Ross Butler was a self-taught artist who made a lasting impression on the agricultural and art communities in Canada and the United States. Working in Woodstock, Ontario, Canada in the mid-20th century, Butler created striking idealized portraits of various breeds of livestock, and his renditions became the standard of measurement for evaluating prize animals.
His works hang in many public and private collections in Canada, but the largest collection of them remains in the possession of the Butler family; his son David maintains the Ross Butler Gallery on the family farm in Woodstock, housed in the barn his father used as a studio during the later part of his lifetime. Being primarily depictions of agricultural life, it is fitting for the works to be displayed in this setting; however, over time the fluctuating environmental conditions in the building have caused some deterioration of the artworks.
The Woodstock Art Gallery recently mounted an exhibition of Butler's work titled Ross Butler: Branding, Butter and Bulls, celebrating the artist's contribution to the community. In advance of the exhibition, Book and Paper Conservation Services was asked to treat several of the major pieces to be displayed.
These two large pastel drawings on paper, titled Ayrshire Bull and Ayrshire Cow, are prime examples of Butler's skill and precision, and were to be featured prominently in the exhibition. However, the paper was suffering severe planar deformation and a sprinkling of mould spots was scattered across the surface of both pieces.

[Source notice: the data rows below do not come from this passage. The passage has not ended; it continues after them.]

//! SSD1306 128x64 monochrome OLED on I2C
//!
//! Every I2C write starts with a control byte: `0x00` for a command byte,
//! `0x40` for display RAM data. The controller runs in horizontal addressing
//! mode, so a full frame is one 1024 byte data write of eight 128 column pages
//! where bit `b` of a column byte is row `page * 8 + b`.

use log::info;
use std::io;

use super::bus::RegisterBus;
use super::fit::{AxisLimits, FitRect, SourceShape, fit_area};
use super::{
    AreaRequest, DeviceError, DisplayDevice, Orientation, check_frame, publish_area, report_fit,
};
use crate::media::{DitherMode, ScaleAlgorithm};
use crate::pipeline::geometry::{Geometry, GeometryDescriptor};
use crate::pipeline::state::PipelineConfig;
use crate::pipeline::types::{Frame, PixelFormat};

pub const WIDTH: i32 = 128;
pub const HEIGHT: i32 = 64;
const PAGES: usize = HEIGHT as usize / 8;
pub const BUFFER_LEN: usize = WIDTH as usize * PAGES;

pub const DEFAULT_ADDRESS: u16 = 0x3C;

const CONTROL_COMMAND: u8 = 0x00;
const CONTROL_DATA: u8 = 0x40;

const DISPLAY_OFF: u8 = 0xAE;
const DISPLAY_ON: u8 = 0xAF;
const NORMAL_DISPLAY: u8 = 0xA6;
const INVERT_DISPLAY: u8 = 0xA7;
const SET_CONTRAST: u8 = 0x81;
const RESUME_FROM_RAM: u8 = 0xA4;
const ENTIRE_DISPLAY_ON: u8 = 0xA5;

const DEFAULT_CONTRAST: u8 = 0xDD;

/// Power-on register programming, one command frame per byte
const INIT_SEQUENCE: &[u8] = &[
    0x00, 0x10, // column start address 0
    0x40, // display start line 0
    0xA1, // segment remap
    0xC8, // COM scan direction remapped
    0xA8, 0x3F, // multiplex ratio 64
    0xD3, 0x00, // no display offset
    0xD5, 0x80, // oscillator frequency
    0xD9, 0xF1, // pre-charge period
    0xDA, 0x12, // COM pins configuration
    0xDB, 0x30, // VCOMH deselect level
    0x20, 0x00, // horizontal addressing mode
    0x8D, 0x14, // charge pump on
    0x21, 0x00, 0x7F, // column window 0..127
    0x22, 0x00, 0x07, // page window 0..7
];

/// Whole-panel pixel map, row major
pub struct Bitmap {
    pixels: Vec<bool>,
}

impl Bitmap {
    pub fn new() -> Self {
        Self {
            pixels: vec![false; (WIDTH * HEIGHT) as usize],
        }
    }

    pub fn set(&mut self, x: i32, y: i32) {
        self.pixels[(y * WIDTH + x) as usize] = true;
    }

    pub fn get(&self, x: i32, y: i32) -> bool {
        self.pixels[(y * WIDTH + x) as usize]
    }

    /// Pack into controller pages
    pub fn pack_pages(&self) -> Vec<u8> {
        let mut buffer = vec![0u8; BUFFER_LEN];
        for page in 0..PAGES as i32 {
            for col in 0..WIDTH {
                let mut byte = 0u8;
                for bit in 0..8 {
                    if self.get(col, page * 8 + bit) {
                        byte |= 1 << bit;
                    }
                }
                buffer[(page * WIDTH + col) as usize] = byte;
            }
        }
        buffer
    }
}

impl Default for Bitmap {
    fn default() -> Self {
        Self::new()
    }
}

/// Panel coordinate of picture pixel (`x`, `y`) placed in `area`
pub fn remap(orientation: Orientation, area: &FitRect, x: i32, y: i32) -> (i32, i32) {
    match orientation {
        Orientation::Landscape => (area.x_start + x, area.y_start + y),
        Orientation::LandscapeInverted => (area.x_end - x, area.y_end - y),
        Orientation::Portrait => (area.y_start + y, area.x_end - x),
        Orientation::PortraitInverted => (area.y_end - y, area.x_start + x),
    }
}

/// Place the lit pixels of a monochrome frame on a panel bitmap
pub fn rasterize(frame: &Frame, area: &FitRect, orientation: Orientation) -> Bitmap {
    let mut bitmap = Bitmap::new();
    let plane = &frame.planes[0];
    for y in 0..frame.height as i32 {
        let row = plane.row(y as usize, frame.row_bytes(0));
        for x in 0..frame.width as i32 {
            let lit = row[x as usize / 8] & (0x80 >> (x % 8)) != 0;
            if !lit {
                continue;
            }
            let (dx, dy) = remap(orientation, area, x, y);
            if (0..WIDTH).contains(&dx) && (0..HEIGHT).contains(&dy) {
                bitmap.set(dx, dy);
            }
        }
    }
    bitmap
}

pub struct Ssd1306<B> {
    bus: B,
    orientation: Orientation,
    area: Option<FitRect>,
    powered: bool,
}

impl<B: RegisterBus> Ssd1306<B> {
    pub fn new(bus: B) -> Self {
        Self {
            bus,
            orientation: Orientation::Landscape,
            area: None,
            powered: false,
        }
    }

    fn command(&mut self, bytes: &[u8]) -> io::Result<()> {
        for byte in bytes {
            self.bus.write(&[CONTROL_COMMAND, *byte])?;
        }
        Ok(())
    }

    fn data(&mut self, data: &[u8]) -> io::Result<()> {
        let mut message = Vec::with_capacity(data.len() + 1);
        message.push(CONTROL_DATA);
        message.extend_from_slice(data);
        self.bus.write(&message)
    }

    pub fn set_display_on(&mut self, on: bool) -> Result<(), DeviceError> {
        self.command(&[if on { DISPLAY_ON } else { DISPLAY_OFF }])?;
        self.powered = on;
        Ok(())
    }

    pub fn set_inverted(&mut self, inverted: bool) -> Result<(), DeviceError> {
        self.command(&[if inverted { INVERT_DISPLAY } else { NORMAL_DISPLAY }])?;
        Ok(())
    }

    pub fn set_contrast(&mut self, contrast: u8) -> Result<(), DeviceError> {
        self.command(&[SET_CONTRAST, contrast])?;
        Ok(())
    }

    /// Light every pixel regardless of RAM content
    pub fn set_entire_on(&mut self, on: bool) -> Result<(), DeviceError> {
        self.command(&[if on { ENTIRE_DISPLAY_ON } else { RESUME_FROM_RAM }])?;
        Ok(())
    }

    pub fn is_powered(&self) -> bool {
        self.powered
    }

    pub fn area(&self) -> Option<FitRect> {
        self.area
    }
}

impl<B: RegisterBus> DisplayDevice for Ssd1306<B> {
    fn name(&self) -> &'static str {
        "SSD1306"
    }

    fn init(&mut self, config: &PipelineConfig) -> Result<(), DeviceError> {
        config.set_algorithm(ScaleAlgorithm::Bicubic);
        config.set_dither(DitherMode::ErrorDiffusion);

        self.set_display_on(false)?;
        self.command(INIT_SEQUENCE)?;
        self.set_inverted(false)?;
        self.set_contrast(DEFAULT_CONTRAST)?;
        self.set_entire_on(false)?;
        self.clear()?;
        self.set_display_on(true)?;

        info!("SSD1306: initialized {}x{}", WIDTH, HEIGHT);
        Ok(())
    }

    fn clear(&mut self) -> Result<(), DeviceError> {
        self.data(&[0u8; BUFFER_LEN])?;
        Ok(())
    }

    fn set_orientation(&mut self, orientation: Orientation) -> Result<(), DeviceError> {
        // applied in software while rasterizing
        self.orientation = orientation;
        Ok(())
    }

    fn set_area(&mut self, request: &AreaRequest, source: &Geometry) -> Result<FitRect, DeviceError> {
        let limits = AxisLimits::new(WIDTH, HEIGHT, self.orientation.is_portrait());
        let fit = fit_area(request, &SourceShape::from_geometry(source), limits);
        report_fit("SSD1306", &fit);
        let rect = fit.rect;
        self.area = Some(rect);
        Ok(rect)
    }

    fn negotiate_geometry(&self, destination: &GeometryDescriptor) -> Result<(), DeviceError> {
        publish_area(destination, self.area.as_ref(), PixelFormat::MonoBlack)
    }

    fn render_frame(&mut self, frame: &Frame) -> Result<(), DeviceError> {
        if !self.powered {
            return Err(DeviceError::NotPowered);
        }
        let area = self.area.ok_or(DeviceError::AreaNotSet)?;
        check_frame(frame, &area, &PixelFormat::MonoBlack)?;

        let buffer = rasterize(frame, &area, self.orientation).pack_pages();
        self.data(&buffer)?;
        Ok(())
    }
}

#[cfg(test)]
mod tests {
    use super::*;
    use crate::display::bus::mock::{BusEvent, EventLog, MockRegisterBus};
    use std::collections::HashSet;

    fn device() -> (Ssd1306<MockRegisterBus>, EventLog) {
        let log = EventLog::default();
        let bus = MockRegisterBus {
            log: log.clone(),
            fail: false,
        };
        (Ssd1306::new(bus), log)
    }

    fn full_area(orientation: Orientation) -> FitRect {
        let limits = AxisLimits::new(WIDTH, HEIGHT, orientation.is_portrait());
        FitRect {
            x_start: 0,
            x_end: limits.x - 1,
            y_start: 0,
            y_end: limits.y - 1,
            width: limits.x,
            height: limits.y,
        }
    }

    #[test]
    fn test_init_sequence() {
        let (mut oled, log) = device();
        let config = PipelineConfig::new();
        oled.init(&config).unwrap();

        assert_eq!(config.dither(), DitherMode::ErrorDiffusion);
        assert_eq!(config.algorithm(), ScaleAlgorithm::Bicubic);
        assert!(oled.is_powered());

        let mut expected = vec![BusEvent::Write(vec![0x00, 0xAE])];
        for byte in INIT_SEQUENCE {
            expected.push(BusEvent::Write(vec![0x00, *byte]));
        }
        for byte in [0xA6, 0x81, 0xDD, 0xA4] {
            expected.push(BusEvent::Write(vec![0x00, byte]));
        }
        let mut clear = vec![0x40];
        clear.extend_from_slice(&[0u8; BUFFER_LEN]);
        expected.push(BusEvent::Write(clear));
        expected.push(BusEvent::Write(vec![0x00, 0xAF]));

        assert_eq!(log.events(), expected);
    }

    #[test]
    fn test_orientation_is_bijective() {
        for orientation in [
            Orientation::Landscape,
            Orientation::LandscapeInverted,
            Orientation::Portrait,
            Orientation::PortraitInverted,
        ] {
            let area = full_area(orientation);
            let mut seen = HashSet::new();
            for y in 0..area.height {
                for x in 0..area.width {
                    let (dx, dy) = remap(orientation, &area, x, y);
                    assert!((0..WIDTH).contains(&dx) && (0..HEIGHT).contains(&dy));
                    assert!(seen.insert((dx, dy)), "{orientation:?} maps twice to ({dx}, {dy})");
                }
            }
            assert_eq!(seen.len(), (WIDTH * HEIGHT) as usize);
        }
    }

    #[test]
    fn test_remap_corners() {
        let landscape = full_area(Orientation::Landscape);
        assert_eq!(remap(Orientation::LandscapeInverted, &landscape, 0, 0), (127, 63));

        let portrait = full_area(Orientation::Portrait);
        assert_eq!(remap(Orientation::Portrait, &portrait, 0, 0), (0, 63));
        assert_eq!(remap(Orientation::PortraitInverted, &portrait, 0, 0), (127, 0));
    }

    #[test]
    fn test_page_packing() {
        let mut bitmap = Bitmap::new();
        bitmap.set(5, 10);
        bitmap.set(127, 63);
        bitmap.set(0, 0);
        let buffer = bitmap.pack_pages();

        assert_eq!(buffer.len(), BUFFER_LEN);
        assert_eq!(buffer[128 + 5], 1 << 2);
        assert_eq!(buffer[7 * 128 + 127], 0x80);
        assert_eq!(buffer[0], 0x01);
        assert_eq!(buffer.iter().filter(|b| **b != 0).count(), 3);
    }

    #[test]
    fn test_render_letterboxed_frame() {
        let (mut oled, log) = device();
        oled.init(&PipelineConfig::new()).unwrap();
        let source = Geometry::new(320, 240, PixelFormat::Yuv420p);
        let area = oled.set_area(&AreaRequest::default(), &source).unwrap();
        assert_eq!((area.x_start, area.width, area.height), (22, 85, 64));

        let destination = GeometryDescriptor::new("destination");
        oled.negotiate_geometry(&destination).unwrap();
        let geometry = destination.require().unwrap();
        assert_eq!((geometry.width, geometry.height), (85, 64));
        assert_eq!(geometry.format, PixelFormat::MonoBlack);

        let mut frame = Frame::alloc(85, 64, PixelFormat::MonoBlack, 32).unwrap();
        frame.planes[0].data.fill(0xFF);
        log.clear();
        oled.render_frame(&frame).unwrap();

        let events = log.events();
        assert_eq!(events.len(), 1);
        let BusEvent::Write(message) = &events[0] else {
            panic!("expected a data write");
        };
        assert_eq!(message[0], 0x40);
        let pages = &message[1..];
        assert_eq!(pages.len(), BUFFER_LEN);
        for page in 0..PAGES {
            for col in 0..WIDTH as usize {
                let expected = if (22..=106).contains(&col) { 0xFF } else { 0x00 };
                assert_eq!(pages[page * 128 + col], expected, "page {page} col {col}");
            }
        }
    }

    #[test]
    fn test_render_refused_before_power_on() {
        let (mut oled, _) = device();
        let frame = Frame::alloc(8, 8, PixelFormat::MonoBlack, 32).unwrap();
        assert!(matches!(oled.render_frame(&frame), Err(DeviceError::NotPowered)));
    }

    #[test]
    fn test_render_requires_area() {
        let (mut oled, _) = device();
        oled.init(&PipelineConfig::new()).unwrap();
        let frame = Frame::alloc(8, 8, PixelFormat::MonoBlack, 32).unwrap();
        assert!(matches!(oled.render_frame(&frame), Err(DeviceError::AreaNotSet)));
    }

    #[test]
    fn test_bus_failure_surfaces() {
        let log = EventLog::default();
        let mut oled = Ssd1306::new(MockRegisterBus { log, fail: true });
        assert!(matches!(
            oled.init(&PipelineConfig::new()),
            Err(DeviceError::Io(_))
        ));
        assert!(!oled.is_powered());
    }

    #[test]
    fn test_portrait_swaps_limits() {
        let (mut oled, _) = device();
        oled.set_orientation(Orientation::Portrait).unwrap();
        let area = oled
            .set_area(&AreaRequest::default(), &Geometry::new(320, 240, PixelFormat::Yuv420p))
            .unwrap();
        assert_eq!((area.width, area.height), (64, 48));
    }
}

The paper supports had been adhered with wide swaths of adhesive around the edges of the verso to thick masonite backer boards; the tension of this constraint had caused the paper to ripple with the dramatic changes in relative humidity in the barn gallery. To address this the acidic masonite boards were removed from each piece, as well as the adhesive residue on the paper; the artworks were humidified in a controlled humidity chamber and flattened under weight.
The mould spots on the surface of the pastel media were carefully removed by mechanical means, being careful not to disturb the delicate friable media. Accretions and other debris that had become trapped in the frame were gently removed as well.
The artworks had been framed with care, however the powdery surface of the pastels had been placed directly against the glass, and combined with the rippling of the paper this had caused transfer of the media to the glass.
The final stage of treatment was to clean the original frames and reinstall the artworks with acid-free backer boards, UV filtering glass and spacers to separate the art from the glass and prevent further damage to the media. We do not generally recommend a fixative for pastel media, as the solution can dull the vibrancy of the colour and affect the stability of the piece in the future.
Conservation treatment has stabilized these two important works by Ross Butler, ensuring their continued safety and stability. The works were installed in the Woodstock Art Gallery for the exhibition Ross Butler: Branding, Butter and Bulls, which runs from February 17th to June 30th, 2018. Curated by Samantha Purvis-Johnston, the exhibit explore's Butler's contribution to the agricultural and art communities in Ontario and across Canada.
Book and Paper Conservation Services was pleased to work with the Woodstock Art Gallery and David Butler to restore these remarkable artworks. We encourage you to visit the exhibition this spring, and also to check out the Ross Butler Gallery in Woodstock, Ontario, which tells the story of Butler's life and work in his own environment.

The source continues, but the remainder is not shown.